At the age of 13, Mitchell Thorp started developing headaches, which got progressively worse over the next five years. Beth recalls that dark time.
“When a child is suffering from a life-threatening medical condition, it’s devastating and turns the family upside down. Our journey took us and Mitchell all over the United States in and out of different hospitals, seeing different doctors, hoping and looking for answers that someone could help us diagnose what was going on with him.”
But the Thorps never got answers. Still undiagnosed, Mitchell passed away at 18.
“In our deepest grief, the Lord clearly spoke to me that this was not the end, that it was the beginning.

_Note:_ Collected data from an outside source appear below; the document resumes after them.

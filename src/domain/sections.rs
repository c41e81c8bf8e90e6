use crate::domain::model::{Section, SectionId, StationId, MAX_DISTANCE};
use std::collections::HashMap;
use thiserror::Error;

/// Typed rejections raised by [`SectionChain`].
///
/// These are deterministic outcomes of the arguments; none of them is retryable.
#[derive(Error, Debug, Clone, PartialEq, Eq)]
pub enum SectionChainError {
    #[error("Stations {up} and {down} are both already on the line")]
    DuplicateSection { up: StationId, down: StationId },

    #[error("Neither station {up} nor station {down} is on the line")]
    DisconnectedSection { up: StationId, down: StationId },

    #[error(
        "Distance {requested} cannot split section {section} whose distance is {existing}"
    )]
    InvalidDistance {
        section: SectionId,
        existing: u64,
        requested: u64,
    },

    #[error("A line must keep at least one section")]
    MinimumSection,

    #[error("Station {station} is not the down terminus (currently {terminus})")]
    NotTerminus {
        station: StationId,
        terminus: StationId,
    },

    #[error("Invalid section: {reason}")]
    InvalidSection { reason: String },

    #[error("Sections do not form a single path: {reason}")]
    BrokenChain { reason: String },
}

/// The sections of one line, kept as a single simple directed path.
///
/// Sections are indexed by their up station, with a reverse index from down
/// station to up station, so terminus lookup and membership are constant time
/// and the ordered view is a single walk from the up terminus.
///
/// Every mutating operation validates completely before it touches the maps:
/// a rejected call leaves the chain exactly as it was.
#[derive(Debug, Clone)]
pub struct SectionChain {
    by_up: HashMap<StationId, Section>,
    up_of: HashMap<StationId, StationId>,
    up_terminus: StationId,
    down_terminus: StationId,
}

impl SectionChain {
    pub fn new(initial: Section) -> Self {
        let up = initial.up_station_id();
        let down = initial.down_station_id();

        let mut chain = Self {
            by_up: HashMap::new(),
            up_of: HashMap::new(),
            up_terminus: up,
            down_terminus: down,
        };
        chain.link(initial);
        chain
    }

    /// Rebuild a chain from sections in arbitrary order, e.g. as loaded from storage.
    pub fn from_sections(sections: Vec<Section>) -> Result<Self, SectionChainError> {
        if sections.is_empty() {
            return Err(broken("a line needs at least one section"));
        }

        let mut by_up = HashMap::with_capacity(sections.len());
        let mut up_of = HashMap::with_capacity(sections.len());

        for section in sections {
            let up = section.up_station_id();
            let down = section.down_station_id();

            if up_of.insert(down, up).is_some() {
                return Err(broken(format!(
                    "station {} has more than one incoming section",
                    down
                )));
            }
            if by_up.insert(up, section).is_some() {
                return Err(broken(format!(
                    "station {} has more than one outgoing section",
                    up
                )));
            }
        }

        let mut starts: Vec<StationId> = by_up
            .keys()
            .filter(|station| !up_of.contains_key(*station))
            .copied()
            .collect();
        starts.sort();

        let up_terminus = match starts.as_slice() {
            [only] => *only,
            [] => return Err(broken("sections form a cycle")),
            many => {
                return Err(broken(format!(
                    "{} stations have no incoming section",
                    many.len()
                )))
            }
        };

        // With in/out degree at most one and a single start, the walk cannot loop;
        // anything it does not reach sits on a detached cycle.
        let mut current = up_terminus;
        let mut walked = 0;
        while let Some(section) = by_up.get(&current) {
            walked += 1;
            current = section.down_station_id();
        }

        if walked != by_up.len() {
            return Err(broken(format!(
                "only {} of {} sections are reachable from station {}",
                walked,
                by_up.len(),
                up_terminus
            )));
        }

        let total = by_up
            .values()
            .try_fold(0u64, |total, section| total.checked_add(section.distance()));
        if !matches!(total, Some(total) if total <= MAX_DISTANCE) {
            return Err(broken(format!("total distance exceeds {}", MAX_DISTANCE)));
        }

        Ok(Self {
            by_up,
            up_of,
            up_terminus,
            down_terminus: current,
        })
    }

    /// Attach a new section to the chain.
    ///
    /// Exactly one of the two stations must already be on the line. Terminal
    /// stations extend the line; an interior station splits the existing section
    /// on that side, which must be strictly longer than `distance`.
    pub fn add(
        &mut self,
        id: SectionId,
        up_station_id: StationId,
        down_station_id: StationId,
        distance: u64,
    ) -> Result<(), SectionChainError> {
        let has_up = self.contains(up_station_id);
        let has_down = self.contains(down_station_id);
        if has_up && has_down {
            return Err(SectionChainError::DuplicateSection {
                up: up_station_id,
                down: down_station_id,
            });
        }
        if !has_up && !has_down {
            return Err(SectionChainError::DisconnectedSection {
                up: up_station_id,
                down: down_station_id,
            });
        }

        // Membership first: a self-loop onto the line is a duplicate, not a bad shape.
        let section = Section::new(id, up_station_id, down_station_id, distance)?;

        if up_station_id == self.down_terminus {
            self.ensure_extendable(distance)?;
            self.link(section);
            self.down_terminus = down_station_id;
            Ok(())
        } else if down_station_id == self.up_terminus {
            self.ensure_extendable(distance)?;
            self.link(section);
            self.up_terminus = up_station_id;
            Ok(())
        } else if has_up {
            self.split_after(section)
        } else {
            self.split_before(section)
        }
    }

    /// Remove the down terminus, returning the section that led to it.
    pub fn remove(&mut self, station_id: StationId) -> Result<Section, SectionChainError> {
        if self.by_up.len() == 1 {
            return Err(SectionChainError::MinimumSection);
        }
        if station_id != self.down_terminus {
            return Err(SectionChainError::NotTerminus {
                station: station_id,
                terminus: self.down_terminus,
            });
        }

        let up = *self
            .up_of
            .get(&station_id)
            .ok_or_else(|| broken(format!("down terminus {} has no section", station_id)))?;
        let removed = self
            .by_up
            .remove(&up)
            .ok_or_else(|| broken(format!("station {} lost its outgoing section", up)))?;
        self.up_of.remove(&station_id);
        self.down_terminus = up;

        Ok(removed)
    }

    pub fn contains(&self, station_id: StationId) -> bool {
        self.by_up.contains_key(&station_id) || self.up_of.contains_key(&station_id)
    }

    /// Sections in path order, up terminus first.
    pub fn sections(&self) -> impl Iterator<Item = &Section> + '_ {
        let mut next = Some(self.up_terminus);
        std::iter::from_fn(move || {
            let section = self.by_up.get(&next?)?;
            next = Some(section.down_station_id());
            Some(section)
        })
    }

    /// Station ids from up terminus to down terminus, each exactly once.
    pub fn ordered_station_ids(&self) -> Vec<StationId> {
        std::iter::once(self.up_terminus)
            .chain(self.sections().map(Section::down_station_id))
            .collect()
    }

    pub fn total_distance(&self) -> u64 {
        self.by_up.values().map(Section::distance).sum()
    }

    pub fn section_count(&self) -> usize {
        self.by_up.len()
    }

    pub fn up_terminus(&self) -> StationId {
        self.up_terminus
    }

    pub fn down_terminus(&self) -> StationId {
        self.down_terminus
    }

    // Splits keep the total; only extensions can push it past the limit.
    fn ensure_extendable(&self, distance: u64) -> Result<(), SectionChainError> {
        match self.total_distance().checked_add(distance) {
            Some(total) if total <= MAX_DISTANCE => Ok(()),
            _ => Err(SectionChainError::InvalidSection {
                reason: format!(
                    "adding {} to a line of {} would exceed {}",
                    distance,
                    self.total_distance(),
                    MAX_DISTANCE
                ),
            }),
        }
    }

    fn link(&mut self, section: Section) {
        self.up_of
            .insert(section.down_station_id(), section.up_station_id());
        self.by_up.insert(section.up_station_id(), section);
    }

    // A→B exists and A→C arrives: A→C, then C→B keeps the existing id.
    fn split_after(&mut self, section: Section) -> Result<(), SectionChainError> {
        let junction = section.up_station_id();
        let inserted = section.down_station_id();

        let existing = self
            .by_up
            .get(&junction)
            .ok_or_else(|| broken(format!("station {} has no outgoing section", junction)))?;
        let remaining = Self::remaining_distance(existing, section.distance())?;

        if let Some(mut existing) = self.by_up.remove(&junction) {
            existing.rewire_up(inserted, remaining);
            self.link(existing);
        }
        self.link(section);
        Ok(())
    }

    // A→B exists and C→B arrives: A→C keeps the existing id, then C→B.
    fn split_before(&mut self, section: Section) -> Result<(), SectionChainError> {
        let junction = section.down_station_id();
        let inserted = section.up_station_id();

        let existing_up = *self
            .up_of
            .get(&junction)
            .ok_or_else(|| broken(format!("station {} has no incoming section", junction)))?;
        let existing = self
            .by_up
            .get(&existing_up)
            .ok_or_else(|| broken(format!("station {} has no outgoing section", existing_up)))?;
        let remaining = Self::remaining_distance(existing, section.distance())?;

        if let Some(mut existing) = self.by_up.remove(&existing_up) {
            existing.rewire_down(inserted, remaining);
            self.link(existing);
        }
        self.link(section);
        Ok(())
    }

    fn remaining_distance(existing: &Section, requested: u64) -> Result<u64, SectionChainError> {
        if existing.distance() <= requested {
            return Err(SectionChainError::InvalidDistance {
                section: existing.id(),
                existing: existing.distance(),
                requested,
            });
        }
        Ok(existing.distance() - requested)
    }
}

fn broken(reason: impl Into<String>) -> SectionChainError {
    SectionChainError::BrokenChain {
        reason: reason.into(),
    }
}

At that time, I really did not know what that meant as I was consumed in sadness.”
Beth remembers how the community came out to support them when Mitchell was still battling for his life by conducting a walkathon to ease the burden of sky-rocketing medical bills. “It nearly bankrupted us. The bills keep piling up and the downward spiral effect takes you down deeper.”
The walkathon helped the Thorps to pay off more than $100,000 in medical bills.
“This truly changed us,” Beth recalls, “to see good-hearted people wanting to help us, some we never even knew. We were never the same. We were forever changed, humbled and grateful for such generosity, and we felt compelled to pay it forward.”
That’s how the Mitchell Thorp Foundation began.
The foundation provides financial and emotional support to families whose kids suffer from life-threatening illnesses, as well as providing resources for their different needs. It helps to cover the cost of anything not covered by insurance. The foundation also has a van-conversion program, helping families with wheelchair-bound children. The Thorps also adopt families in need for the holidays, providing presents.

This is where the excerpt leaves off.